No El Mundo, uma muito curiosa reportagem com cubanos exilados em Miami que, após terem rompido com Fidel, acabaram por atenuar a sua oposição e transformar-se em defensores do regime que tinham abandonado e, por isso, depararam com todo o tipo de intolerância e ataques, até com bombas.

As transformações climáticas vão estar na origem de grandes conflitos e o Ártico pode transformer-se no grande campo de batalha do século XXI. Um relatório do Pentágono agora divulgado revela que as mudanças climáticas terão grandes implicações para a segurança dos EUA.


FRASES
"Parece que o FMI ficou agora surpreendido com o eleitoralismo do Governo e da maioria", João Galamba na reação do PS ao último relatório do FMI

"Em relação ao défice, o próprio FMI já vem corrigir em baixa a sua previsão, de relatório para relatório", Carlos Carreiras com a resposta do PSD ao relatório do FMI

"Não vou dizer se voto na coligação ou não", Manuela Ferreira Leite em entrevista ao Sol

"A experiência política é fundamental para se ser presidente da República", Guilherme d'Oliveira Martins em entrevista ao Sol

"Fazer surf nos glaciares é a mais aterrorizadora experiência que se pode ter", Garrett Mcnamara em entrevista ao DN


O QUE ANDO A LER E OUVIR
Uma revista sem publicidade, preenchida no essencial com grandes reportagens feitas nos quatro cantos do mundo, bem escritas, assinadas por excelentes jornalistas, com um grafismo inovador, disponível para proporcionar um espaço privilegiado à ilustração, com excelentes porfolios fotográficos, com mais de 200 páginas em cada edição? Isso existe? Existe. Acaba de sair o número 31, correspondente ao verão. É a XXI , uma publicação francesa dirigida por Patrick de Saint-Exupéry. Cada exemplar, publicado em cada uma das quatro estações do ano, é uma espécie de viagem a um paraído perdido. O mundo da grande reportagem foi abandonado pela generaldiade das publicações, mas a XXI tem milhares de assinantes e é já vendida em todo o mundo. Neste número de verão, várias histórias a reter, como "La Métamorfose", sobre um casal que se conheceu há 38 anos num baile. Jean e Béatrice casaram-se dois anos mais tarde e tiveram dois filhos. Continuam a amar-se e a viver juntos na região de Poitiers, mas Jean tornou-se Cynthia. Imperdível também é "Hollywood sur Kampala", sobre a fantástica quantidade de filmes que estão a ser realizados no Uganda, nos estúdios Wakaliga. As rodagens fazem-se com recurso a adereços rudimentares, os truques cinematográficos são grosseiros, o som é péssimo, a intriga é elementar, mas o público adora.

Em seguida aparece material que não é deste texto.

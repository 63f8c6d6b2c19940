//! Burst-shot collapsing.
//! Files sharing a leading digits/underscores prefix are treated as takes of
//! the same subject; the one with the longest file name represents them.

use regex::Regex;
use serde::{Deserialize, Serialize};
use std::collections::HashMap;
use std::path::{Path, PathBuf};
use std::sync::LazyLock;

static PREFIX: LazyLock<Regex> =
    LazyLock::new(|| Regex::new(r"^[\d_]+").expect("static regex"));

/// One deduplicated photograph fed to the allocator.
#[derive(Debug, Clone, PartialEq, Eq, Hash, Serialize, Deserialize)]
pub struct Shot {
    pub path: PathBuf,
}

impl Shot {
    pub fn new(path: impl Into<PathBuf>) -> Self {
        Self { path: path.into() }
    }

    pub fn file_name(&self) -> String {
        file_name(&self.path)
    }

    fn sort_key(&self) -> String {
        self.file_name().to_lowercase()
    }
}

#[derive(Debug, Clone, PartialEq, Eq)]
pub struct Candidate {
    pub path: PathBuf,
    pub key: String,
}

impl Candidate {
    pub fn new(path: PathBuf) -> Self {
        let key = prefix_key(&file_name(&path));
        Self { path, key }
    }
}

fn file_name(path: &Path) -> String {
    path.file_name()
        .map(|n| n.to_string_lossy().into_owned())
        .unwrap_or_default()
}

/// Leading run of digits/underscores with trailing underscores removed.
///
/// Falls back to the whole file name only when there is no such run. A run
/// of underscores alone yields the empty key, so those files share a group.
pub fn prefix_key(file_name: &str) -> String {
    match PREFIX.find(file_name) {
        Some(m) => m.as_str().trim_end_matches('_').to_string(),
        None => file_name.to_string(),
    }
}

/// Keep one path per prefix key: the one with the longest file name.
///
/// Ties keep the first path seen. The output order is unspecified.
pub fn group<I>(candidates: I) -> Vec<PathBuf>
where
    I: IntoIterator<Item = PathBuf>,
{
    let mut best: HashMap<String, Candidate> = HashMap::new();

    for path in candidates {
        let candidate = Candidate::new(path);
        match best.get_mut(&candidate.key) {
            Some(current) => {
                let current_len = file_name(&current.path).chars().count();
                let new_len = file_name(&candidate.path).chars().count();
                if new_len > current_len {
                    *current = candidate;
                }
            }
            None => {
                best.insert(candidate.key.clone(), candidate);
            }
        }
    }

    best.into_values().map(|c| c.path).collect()
}

/// Group, then order case-insensitively by file name.
pub fn group_shots<I>(candidates: I) -> Vec<Shot>
where
    I: IntoIterator<Item = PathBuf>,
{
    let mut shots: Vec<Shot> = group(candidates).into_iter().map(Shot::new).collect();
    sort_shots(&mut shots);
    shots
}

pub fn sort_shots(shots: &mut [Shot]) {
    shots.sort_by(|a, b| {
        a.sort_key()
            .cmp(&b.sort_key())
            .then_with(|| a.path.cmp(&b.path))
    });
}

Num registo mais portátil, chamo a atenção para uma coleção de bolso lançada pela Relógio d'Água iniciada com quatro propostas diferentes, mas irrecusáveis. Até porque somos animais narradores. De Herman Melville, esse msmo, o autor de "Moby-Dick", temo o surpreendente "Bartleby, o Escrivão". De Fernando Pessoa surgem "O Banqueiro Anarquista" e "Mensagem", esta com prefácio de Eduardo Lourenço. Por fim, de Karen Blixen, a autora de "África Minha", é apresentada a divertida, mas tensa "História Imortal". São livros pequenos, vendidos a €5 cada.

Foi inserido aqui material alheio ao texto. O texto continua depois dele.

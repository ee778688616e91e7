//! Calculatrice RPN — bibliothèque
//!
//! Le noyau transforme une saisie texte en résultat affichable :
//! jetons -> RPN (shunting-yard) -> pile de f64 -> format.
//! L’application eframe (src/main.rs) n’en est qu’un client.

pub mod noyau;
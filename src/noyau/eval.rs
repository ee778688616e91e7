//! Noyau — évaluation (pipeline réel)
//!
//! normalise -> jetons -> RPN -> pile -> format
//!
//! Le premier échec interrompt tout : jamais de résultat partiel.

use tracing::{debug, trace};

use super::erreur::{Failure, Resultat};
use super::format::{format_value, TEXTE_ERREUR};
use super::jetons::{format_tokens, tokenize};
use super::pile::evaluate_postfix;
use super::rpn::to_postfix;
use super::trig::AngleMode;
use super::LONGUEUR_MAX;

/// Étapes intermédiaires (panneau « Démarche » de l’UI).
#[derive(Default, Clone, Debug, PartialEq, Eq)]
pub struct Demarche {
    pub entree: String,
    pub jetons: String,
    pub rpn: String,
}

/// Nettoyage de la saisie brute :
/// - retire tout espace
/// - × -> * ; ÷ -> /
/// - garde les LONGUEUR_MAX premiers caractères
pub fn normalize(raw: &str) -> String {
    raw.chars()
        .filter(|c| !c.is_whitespace())
        .map(|c| match c {
            '×' => '*',
            '÷' => '/',
            _ => c,
        })
        .take(LONGUEUR_MAX)
        .collect()
}

fn pipeline(raw: &str, mode: AngleMode, demarche: &mut Demarche) -> Resultat<f64> {
    // entrée absente : 0 sans passer par les étapes
    if raw.is_empty() {
        return Ok(0.0);
    }
    let s = normalize(raw);
    debug!(entree = %s, ?mode, "évaluation");

    // 1) Jetons
    let jetons = tokenize(&s)?;
    demarche.jetons = format_tokens(&jetons);
    trace!(jetons = %demarche.jetons, n = jetons.len(), "jetons");

    // 2) RPN
    let rpn = to_postfix(&jetons)?;
    demarche.rpn = format_tokens(&rpn);
    trace!(rpn = %demarche.rpn, n = rpn.len(), "rpn");

    demarche.entree = s;

    // 3) Pile
    evaluate_postfix(&rpn, mode)
}

fn trace_echec(raw: &str, e: &Failure) {
    debug!(entree = raw, kind = e.kind(), erreur = %e, "échec");
}

/// Valeur brute (avant formatage). Entrée vide => 0.
pub fn evaluate_numeric(expression: &str, mode: AngleMode) -> Resultat<f64> {
    let mut d = Demarche::default();
    pipeline(expression, mode, &mut d).inspect_err(|e| trace_echec(expression, e))
}

/// API publique : résultat formaté pour l’écran, ou l’échec typé.
pub fn evaluate(expression: &str, mode: AngleMode) -> Resultat<String> {
    evaluate_numeric(expression, mode).map(format_value)
}

/// Comme `evaluate`, avec les étapes intermédiaires.
pub fn evaluate_with_trace(expression: &str, mode: AngleMode) -> Resultat<(String, Demarche)> {
    let mut d = Demarche::default();
    let v = pipeline(expression, mode, &mut d).inspect_err(|e| trace_echec(expression, e))?;
    Ok((format_value(v), d))
}

/// Affichage « calculatrice » : tout échec devient "Error".
pub fn evaluate_display(expression: &str, mode: AngleMode) -> String {
    evaluate(expression, mode).unwrap_or_else(|_| TEXTE_ERREUR.to_string())
}
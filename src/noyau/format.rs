// src/noyau/format.rs
//
// Affichage déterministe d’un f64 (indépendant de la locale et de l’historique).
// - non fini               -> "Error"
// - entier à EPSILON près  -> entier sans point
// - demi-entier à EPSILON  -> une décimale
// - sinon 12 chiffres significatifs ; forme courte si [1e-6, 1e12)

use super::{CHIFFRES_SIGNIFICATIFS, EPSILON};

/// Texte affiché pour NaN / ±∞ (et pour tout échec côté UI).
pub const TEXTE_ERREUR: &str = "Error";

/* ------------------------ Rendus élémentaires ------------------------ */

/// "1.50000000000e12" -> "1.5e+12" ; "1e-7" -> "1e-7"
fn exponentielle(s: &str) -> String {
    let (mantisse, exposant) = s.split_once('e').unwrap_or((s, "0"));

    let mantisse = if mantisse.contains('.') {
        mantisse.trim_end_matches('0').trim_end_matches('.')
    } else {
        mantisse
    };

    if exposant.starts_with('-') {
        format!("{mantisse}e{exposant}")
    } else {
        format!("{mantisse}e+{exposant}")
    }
}

/// Forme la plus courte qui relit exactement `v` :
/// décimale sur [1e-6, 1e21), exponentielle ailleurs.
fn rendu_court(v: f64) -> String {
    // couvre aussi -0
    if v == 0.0 {
        return "0".to_string();
    }
    if (1e-6..1e21).contains(&v.abs()) {
        format!("{v}")
    } else {
        exponentielle(&format!("{v:e}"))
    }
}

/* ------------------------ API ------------------------ */

/// Formate une valeur pour l’écran. Fonction pure et totale.
pub fn format_value(x: f64) -> String {
    if !x.is_finite() {
        return TEXTE_ERREUR.to_string();
    }

    let ri = x.round();
    if (x - ri).abs() < EPSILON {
        return rendu_court(ri);
    }

    let rh = (x * 2.0).round() / 2.0;
    if (x - rh).abs() < EPSILON {
        return rendu_court(rh);
    }

    // 12 chiffres significatifs : d.ddddddddddde±x
    let s12 = format!("{:.*e}", CHIFFRES_SIGNIFICATIFS - 1, x);
    let n = s12.parse::<f64>().unwrap_or(x);

    if (1e-6..1e12).contains(&n.abs()) {
        rendu_court(n)
    } else {
        exponentielle(&s12)
    }
}
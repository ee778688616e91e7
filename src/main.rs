// src/main.rs
//
// Calculatrice RPN — point d’entrée NATIF + WEB (WASM)
// ----------------------------------------------------
// But:
// - NATIF (Linux/Windows/macOS) : journalisation tracing + eframe::run_native
// - WEB  (wasm32)              : eframe::WebRunner + WebOptions + <canvas>
//
// Côté WEB (WASM) : index.html doit contenir un canvas :
//   <canvas id="the_canvas_id"></canvas>
//
// Structure projet:
// - le noyau vit dans la bibliothèque (calculatrice_rpn::noyau)
// - `impl eframe::App for AppCalc` vit dans src/app.rs
// - ici: point d’entrée seulement (natif + web)

#![cfg_attr(target_arch = "wasm32", allow(unused_imports))]

use eframe::egui;

mod app;

use app::AppCalc;

/// Titre unique (natif + web).
const TITRE_APP: &str = "Calculatrice RPN";

/* ------------------------ Entrée NATIF (PC) ------------------------ */

/// Filtre depuis RUST_LOG, "warn" par défaut.
#[cfg(not(target_arch = "wasm32"))]
fn installer_journal() {
    use tracing_subscriber::EnvFilter;

    let filtre = EnvFilter::try_from_default_env().unwrap_or_else(|_| EnvFilter::new("warn"));
    tracing_subscriber::fmt().with_env_filter(filtre).init();
}

#[cfg(not(target_arch = "wasm32"))]
fn main() -> eframe::Result<()> {
    installer_journal();
    tracing::info!(titre = TITRE_APP, "démarrage");

    let options = eframe::NativeOptions {
        viewport: egui::ViewportBuilder::default()
            .with_title(TITRE_APP)
            .with_inner_size([420.0, 680.0])
            .with_min_inner_size([340.0, 560.0]),
        ..Default::default()
    };

    eframe::run_native(
        TITRE_APP,
        options,
        Box::new(|_cc| Ok(Box::<AppCalc>::default())),
    )
}

/* ------------------------ Entrée WEB (WASM) ------------------------ */

#[cfg(target_arch = "wasm32")]
fn main() {
    // En wasm32, le démarrage réel passe par `start()` (wasm_bindgen).
}

#[cfg(target_arch = "wasm32")]
mod web {
    use super::{AppCalc, TITRE_APP};

    use wasm_bindgen::JsCast;
    use web_sys::{window, HtmlCanvasElement};

    /// ID du canvas attendu dans index.html.
    const CANVAS_ID: &str = "the_canvas_id";

    /// Point d’entrée automatique au chargement de la page.
    /// - Fixe le titre de l’onglet (document.title)
    /// - Récupère le <canvas id="the_canvas_id">
    /// - Démarre eframe WebRunner dessus
    #[wasm_bindgen::prelude::wasm_bindgen(start)]
    pub async fn start() -> Result<(), wasm_bindgen::JsValue> {
        let w = window().ok_or_else(|| js_err("window() indisponible"))?;
        let d = w
            .document()
            .ok_or_else(|| js_err("document() indisponible"))?;

        d.set_title(TITRE_APP);

        let el = d
            .get_element_by_id(CANVAS_ID)
            .ok_or_else(|| js_err("canvas introuvable (id incorrect dans index.html)"))?;

        let canvas: HtmlCanvasElement = el
            .dyn_into::<HtmlCanvasElement>()
            .map_err(|_| js_err("l’élément trouvé n’est pas un <canvas>"))?;

        eframe::WebRunner::new()
            .start(
                canvas,
                eframe::WebOptions::default(),
                Box::new(|_cc| Ok(Box::<AppCalc>::default())),
            )
            .await
    }

    fn js_err(msg: &str) -> wasm_bindgen::JsValue {
        wasm_bindgen::JsValue::from_str(msg)
    }
}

Há dias fomos brindados com as fantásticas notícias sobre a chegada de uma sonda a Plutão e agora a NASA vem revelar imagens do lado oculto da Lua. É o "Dark Side of the Moon", que já em 1973 cantavam os Pink Floyd. É um bom motivo para a leitura de um livro breve, mas fascinante. Escrito por Lawrence M. Kraus, intitula-se "A Universe of Nothing" e coloca uma questão fundamental: Porque é que há alguma coisa em vez de nada? No Youtube está disponível uma conferência em que Kraus coloca esta e outras questões com uma forte componente provocatória e que acabam por estar no centro do debate filosófico e religioso sobre a existência de deus.

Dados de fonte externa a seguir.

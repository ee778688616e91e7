//! Tests fuzz safe : robustesse + déterminisme + limites contrôlées.
//!
//! But : marteler le pipeline sans brûler la machine.
//! - RNG déterministe (seed fixe)
//! - profondeur bornée
//! - budget temps global
//! - référence exacte (BigRational) pour + - * / et parenthèses
//! - invariant clé : parenthèses déséquilibrées => MismatchedParentheses

use std::time::{Duration, Instant};

use num_bigint::BigInt;
use num_rational::BigRational;
use num_traits::{ToPrimitive, Zero};

use super::{evaluate, evaluate_display, evaluate_numeric, AngleMode, Failure, LONGUEUR_MAX};

const RAD: AngleMode = AngleMode::Radians;

/* ------------------------ RNG déterministe minimal ------------------------ */

#[derive(Clone)]
struct Rng {
    state: u64,
}
impl Rng {
    fn new(seed: u64) -> Self {
        Self { state: seed }
    }
    fn next_u32(&mut self) -> u32 {
        // LCG simple (déterministe)
        self.state = self.state.wrapping_mul(6364136223846793005).wrapping_add(1);
        (self.state >> 32) as u32
    }
    fn pick(&mut self, n: u32) -> u32 {
        if n == 0 {
            0
        } else {
            self.next_u32() % n
        }
    }
    fn coin(&mut self) -> bool {
        (self.next_u32() & 1) == 1
    }
}

/* ------------------------ Budget anti-gel ------------------------ */

fn budget(start: Instant, max: Duration) {
    if start.elapsed() > max {
        panic!("budget temps dépassé: {:?}", max);
    }
}

/* ------------------------ Référence exacte ------------------------ */

// Descente récursive sur le texte généré :
//   somme   := produit (('+'|'-') produit)*
//   produit := facteur (('*'|'/') facteur)*
//   facteur := chiffre | '-' facteur | '(' somme ')'
// None : division par zéro (ou diviseur trop proche de 0 pour que f64 suive).

struct Reference<'a> {
    s: &'a [char],
    i: usize,
}

impl Reference<'_> {
    fn evalue(texte: &str) -> Option<BigRational> {
        let chars: Vec<char> = texte.chars().collect();
        let mut r = Reference { s: &chars, i: 0 };
        let v = r.somme()?;
        assert_eq!(r.i, chars.len(), "référence: texte non consommé {texte:?}");
        Some(v)
    }

    fn courant(&self) -> Option<char> {
        self.s.get(self.i).copied()
    }

    fn somme(&mut self) -> Option<BigRational> {
        let mut acc = self.produit()?;
        while let Some(op @ ('+' | '-')) = self.courant() {
            self.i += 1;
            let b = self.produit()?;
            acc = if op == '+' { acc + b } else { acc - b };
        }
        Some(acc)
    }

    fn produit(&mut self) -> Option<BigRational> {
        let mut acc = self.facteur()?;
        while let Some(op @ ('*' | '/')) = self.courant() {
            self.i += 1;
            let b = self.facteur()?;
            if op == '*' {
                acc = acc * b;
            } else {
                if b.is_zero() || en_f64(&b).abs() < 1e-9 {
                    return None;
                }
                acc = acc / b;
            }
        }
        Some(acc)
    }

    fn facteur(&mut self) -> Option<BigRational> {
        match self.courant() {
            Some('-') => {
                self.i += 1;
                Some(-self.facteur()?)
            }
            Some('(') => {
                self.i += 1;
                let v = self.somme()?;
                assert_eq!(self.courant(), Some(')'));
                self.i += 1;
                Some(v)
            }
            Some(c) => {
                let d = c.to_digit(10).expect("référence: chiffre attendu");
                self.i += 1;
                Some(BigRational::from_integer(BigInt::from(d)))
            }
            None => panic!("référence: fin de texte inattendue"),
        }
    }
}

fn en_f64(r: &BigRational) -> f64 {
    let n = r.numer().to_f64().unwrap_or(f64::NAN);
    let d = r.denom().to_f64().unwrap_or(f64::NAN);
    n / d
}

/* ------------------------ Génération d’expressions (bornée) ------------------------ */

fn gen_atom(rng: &mut Rng) -> String {
    let d = rng.pick(10);
    if rng.pick(6) == 0 {
        format!("-{d}")
    } else {
        format!("{d}")
    }
}

fn gen_expr(rng: &mut Rng, depth: usize) -> String {
    if depth == 0 {
        return gen_atom(rng);
    }

    let op = match rng.pick(5) {
        0 => return gen_atom(rng),
        1 => '+',
        2 => '-',
        3 => '*',
        _ => '/',
    };
    let a = gen_expr(rng, depth - 1);
    let b = gen_expr(rng, depth - 1);

    // sans parenthèses : la précédence et l’associativité sont mises à l’épreuve
    if rng.coin() {
        format!("({a}{op}{b})")
    } else {
        format!("{a}{op}{b}")
    }
}

fn gen_parentheses(rng: &mut Rng, n: usize) -> String {
    const ALPHABET: [char; 5] = ['(', ')', '1', '+', '*'];
    (0..n)
        .map(|_| ALPHABET[rng.pick(ALPHABET.len() as u32) as usize])
        .collect()
}

fn equilibre(s: &str) -> bool {
    let mut prof = 0i32;
    for c in s.chars() {
        match c {
            '(' => prof += 1,
            ')' => {
                prof -= 1;
                if prof < 0 {
                    return false;
                }
            }
            _ => {}
        }
    }
    prof == 0
}

fn gen_bruit(rng: &mut Rng, n: usize) -> String {
    const ALPHABET: &[char] = &[
        '0', '1', '7', '9', '.', '+', '-', '*', '/', '%', '^', '!', '(', ')', 's', 'i', 'n', 'c',
        'o', 'q', 'r', 't', 'l', 'g', 'a', 'e', 'E', 'π', ' ', '×', '÷', '$', 'x',
    ];
    (0..n)
        .map(|_| ALPHABET[rng.pick(ALPHABET.len() as u32) as usize])
        .collect()
}

/* ------------------------ Helper somme balancée anti pile ------------------------ */

fn somme_balancee(terme: &str, n: usize) -> String {
    let mut items: Vec<String> = (0..n).map(|_| terme.to_string()).collect();
    while items.len() > 1 {
        let mut next = Vec::new();
        let mut i = 0;
        while i < items.len() {
            if i + 1 < items.len() {
                next.push(format!("({}+{})", items[i], items[i + 1]));
                i += 2;
            } else {
                next.push(items[i].clone());
                i += 1;
            }
        }
        items = next;
    }
    items.pop().unwrap_or_else(|| "0".to_string())
}

/* ------------------------ Tests ------------------------ */

#[test]
fn fuzz_safe_arithmetique_contre_reference_exacte() {
    let t0 = Instant::now();
    let max = Duration::from_millis(400);

    let mut rng = Rng::new(0xC0FFEE_u64);

    let mut compares = 0usize;
    let mut indefinis = 0usize;

    for _ in 0..400 {
        budget(t0, max);

        let expr = gen_expr(&mut rng, 4);
        let obtenu = evaluate_numeric(&expr, RAD);

        match Reference::evalue(&expr) {
            Some(exact) => {
                let r = en_f64(&exact);
                let v = obtenu.unwrap_or_else(|e| panic!("expr={expr:?} err={e} attendu={r}"));
                let tol = 1e-6 * r.abs().max(1.0);
                assert!((v - r).abs() <= tol, "expr={expr:?} obtenu={v} attendu={r}");
                compares += 1;
            }
            None => {
                // diviseur exactement nul : seul un échec de valeur est admis
                if let Err(e) = obtenu {
                    assert_eq!(e, Failure::InvalidResult, "expr={expr:?}");
                }
                indefinis += 1;
            }
        }
    }

    // On veut voir un mix des deux, sinon le fuzz ne “balaye” rien.
    assert!(compares > 100, "trop peu de comparaisons: {compares}");
    assert!(indefinis > 0, "aucune division par zéro: fuzz trop “sage”");
}

#[test]
fn fuzz_safe_determinisme() {
    let t0 = Instant::now();
    let max = Duration::from_millis(200);

    // Même seed => mêmes expressions => mêmes sorties
    let mut a = Rng::new(0xBADC0DE_u64);
    let mut b = a.clone();

    for _ in 0..100 {
        budget(t0, max);

        let ea = gen_expr(&mut a, 3);
        let eb = gen_expr(&mut b, 3);
        assert_eq!(ea, eb);
        assert_eq!(evaluate(&ea, RAD), evaluate(&eb, RAD));
        assert_eq!(
            evaluate_display(&ea, AngleMode::Degrees),
            evaluate_display(&eb, AngleMode::Degrees)
        );
    }
}

#[test]
fn fuzz_safe_parentheses_desequilibrees() {
    let t0 = Instant::now();
    let max = Duration::from_millis(200);

    let mut rng = Rng::new(0x5EED_u64);
    let mut vus = 0usize;

    for _ in 0..500 {
        budget(t0, max);

        let n = 1 + rng.pick(24) as usize;
        let expr = gen_parentheses(&mut rng, n);
        let res = evaluate(&expr, RAD);

        if equilibre(&expr) {
            assert_ne!(res, Err(Failure::MismatchedParentheses), "expr={expr:?}");
        } else {
            assert_eq!(res, Err(Failure::MismatchedParentheses), "expr={expr:?}");
            vus += 1;
        }
    }
    assert!(vus > 50, "trop peu de cas déséquilibrés: {vus}");
}

#[test]
fn fuzz_safe_bruit_sans_panique() {
    let t0 = Instant::now();
    let max = Duration::from_millis(300);

    let mut rng = Rng::new(0xFEED_F00D_u64);

    for _ in 0..600 {
        budget(t0, max);

        let n = rng.pick(40) as usize;
        let expr = gen_bruit(&mut rng, n);

        match evaluate(&expr, RAD) {
            Ok(s) => {
                let relu: Result<f64, _> = s.parse();
                assert!(relu.is_ok(), "expr={expr:?} affichage illisible: {s}");
            }
            Err(Failure::InvalidCharacter(c)) => {
                assert!(expr.contains(c), "expr={expr:?} c={c:?}");
            }
            Err(Failure::UnknownToken(t)) => {
                assert!(!t.is_empty(), "expr={expr:?}");
            }
            Err(_) => {}
        }

        let affiche = evaluate_display(&expr, RAD);
        assert!(!affiche.is_empty());
    }
}

#[test]
fn fuzz_safe_somme_balancee_anti_pile() {
    let t0 = Instant::now();
    let max = Duration::from_millis(200);

    let expr = somme_balancee("1/2", 150);
    assert!(expr.chars().count() <= LONGUEUR_MAX);
    budget(t0, max);

    // 150*(1/2) = 75
    let res = evaluate(&expr, RAD).unwrap_or_else(|e| panic!("err: {e}"));
    assert_eq!(res, "75");
}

Despeço-me com banda sonora. Tenho regressado a um disco concebido por uma mulher de muitas sonoridades e grande abertura à cultura universal. Christina Pluhar criou em 2000 "L'arpeggiata", um grupo vocal e instrumental responsável por muitas viagens musicais. Uma das últimas data de 2012 e intitula-se "Los Pájaros Perdidos" e é dedicado às músicas tradicionais da América Latina.

E já está. Alguns dirão que em vez de um "cimbalino" tirei um "galão", mas em tempo de férias, para quem as tem, não são deslocadas as leituras mais extensas como a aqui proposta.